**TASK ITEM:** For the data below, restate word for word only the lines from the line containing "name, overwriting any" through the line containing "missing file succeeds", both ends included.

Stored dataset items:
•••••
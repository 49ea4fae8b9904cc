use crate::{Bucket, BuildError};

/// The externally configured description of a bucket set: a seed and an
/// ordered list of buckets.
///
/// Both are part of the mapping. Changing the seed, reordering the buckets or
/// changing any weight re-partitions essentially every value, so a `Config`
/// should be treated as versioned data.
#[derive(Clone, Debug, Default, PartialEq, Eq)]
#[cfg_attr(feature = "serde", derive(serde::Serialize, serde::Deserialize))]
pub struct Config {
    pub(crate) seed: String,
    pub(crate) buckets: Vec<Bucket>,
}

impl Config {
    pub fn new(seed: impl Into<String>, buckets: Vec<Bucket>) -> Self {
        Self {
            seed: seed.into(),
            buckets,
        }
    }

    pub fn seed(&self) -> &str {
        &self.seed
    }

    pub fn buckets(&self) -> &[Bucket] {
        &self.buckets
    }

    pub fn total_weight(&self) -> u64 {
        self.buckets.iter().map(|b| b.weight as u64).sum()
    }

    /// Check that the config describes a usable bucket set.
    pub fn validate(&self) -> Result<(), BuildError> {
        if self.buckets.is_empty() {
            return Err(BuildError::NoBuckets);
        }

        if self.total_weight() == 0 {
            return Err(BuildError::ZeroWeight);
        }

        Ok(())
    }
}
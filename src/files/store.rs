//! Legacy local-disk file store
//!
//! Filesystem-backed alternative to the blob-backed attachment store, for
//! deployments without a blob backend. Files live flat under a single
//! upload root under their original names; uploading an existing name
//! overwrites it.

use std::io::ErrorKind;
use std::path::{Component, Path, PathBuf};
use tokio::fs;
use tracing::{debug, info, instrument};

use crate::shared::AppError;

pub struct DiskFileStore {
    root: PathBuf,
}

impl DiskFileStore {
    pub fn new(root: PathBuf) -> Self {
        Self { root }
    }

    pub fn root(&self) -> &Path {
        &self.root
    }

    /// Resolves `name` inside the upload root
    ///
    /// Only a single normal path component is accepted; anything with
    /// separators or parent components is rejected before the joined path
    /// is double-checked against the root.
    fn resolve(&self, name: &str) -> Result<PathBuf, AppError> {
        let mut components = Path::new(name).components();
        match (components.next(), components.next()) {
            (Some(Component::Normal(_)), None) => {}
            _ => return Err(AppError::PathTraversalRejected),
        }

        let full = self.root.join(name);
        if !full.starts_with(&self.root) {
            return Err(AppError::PathTraversalRejected);
        }
        Ok(full)
    }

    /// Lists visible entry names, hidden files excluded
    #[instrument(skip(self))]
    pub async fn list(&self) -> Result<Vec<String>, AppError> {
        if !self.root.exists() {
            return Ok(Vec::new());
        }

        let mut entries = fs::read_dir(&self.root).await?;
        let mut names = Vec::new();
        while let Some(entry) = entries.next_entry().await? {
            let name = entry.file_name().to_string_lossy().into_owned();
            if !name.starts_with('.') {
                names.push(name);
            }
        }
        names.sort();
        Ok(names)
    }

    /// Writes `data` under the file's original name, overwriting any
    /// existing file of the same name
    #[instrument(skip(self, data))]
    pub async fn save(&self, name: &str, data: &[u8]) -> Result<PathBuf, AppError> {
        let path = self.resolve(name)?;

        fs::create_dir_all(&self.root).await?;
        fs::write(&path, data).await?;

        info!(name = %name, bytes = data.len(), "File saved");
        Ok(path)
    }

    /// Removes one file by name; removing a missing file succeeds
    #[instrument(skip(self))]
    pub async fn delete(&self, name: &str) -> Result<(), AppError> {
        let path = self.resolve(name)?;

        match fs::remove_file(&path).await {
            Ok(()) => {
                info!(name = %name, "File deleted");
                Ok(())
            }
            Err(e) if e.kind() == ErrorKind::NotFound => Ok(()),
            Err(e) => Err(e.into()),
        }
    }

    /// Removes every file under the upload root
    #[instrument(skip(self))]
    pub async fn delete_all(&self) -> Result<(), AppError> {
        if !self.root.exists() {
            return Ok(());
        }

        let mut entries = fs::read_dir(&self.root).await?;
        while let Some(entry) = entries.next_entry().await? {
            if entry.file_type().await?.is_file() {
                fs::remove_file(entry.path()).await?;
                debug!(path = %entry.path().display(), "File removed");
            }
        }
        info!("Upload root cleared");
        Ok(())
    }
}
•••••
**OUTPUT FOR THIS TASK:**
    /// Writes `data` under the file's original name, overwriting any
    /// existing file of the same name
    #[instrument(skip(self, data))]
    pub async fn save(&self, name: &str, data: &[u8]) -> Result<PathBuf, AppError> {
        let path = self.resolve(name)?;

        fs::create_dir_all(&self.root).await?;
        fs::write(&path, data).await?;

        info!(name = %name, bytes = data.len(), "File saved");
        Ok(path)
    }

    /// Removes one file by name; removing a missing file succeeds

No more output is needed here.